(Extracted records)
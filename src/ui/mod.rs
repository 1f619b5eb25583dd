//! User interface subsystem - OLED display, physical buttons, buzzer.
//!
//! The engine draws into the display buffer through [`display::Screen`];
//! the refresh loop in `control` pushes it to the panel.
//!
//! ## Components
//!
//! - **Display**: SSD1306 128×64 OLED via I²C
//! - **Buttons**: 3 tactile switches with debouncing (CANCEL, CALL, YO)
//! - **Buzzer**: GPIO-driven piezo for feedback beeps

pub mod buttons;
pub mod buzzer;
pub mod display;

* WHAT YOU ARE ASKED TO DO *
Each record above has to be set down again, word for word.

* RESULT OF THIS TASK *
filename src/ui/mod.rs
repository 1f619b5eb25583dd
//! User interface subsystem - OLED display, physical buttons, buzzer.
//!
//! The engine draws into the display buffer through [`display::Screen`];
//! the refresh loop in `control` pushes it to the panel.
//!
//! ## Components
//!
//! - **Display**: SSD1306 128×64 OLED via I²C
//! - **Buttons**: 3 tactile switches with debouncing (CANCEL, CALL, YO)
//! - **Buzzer**: GPIO-driven piezo for feedback beeps

pub mod buttons;
pub mod buzzer;
pub mod display;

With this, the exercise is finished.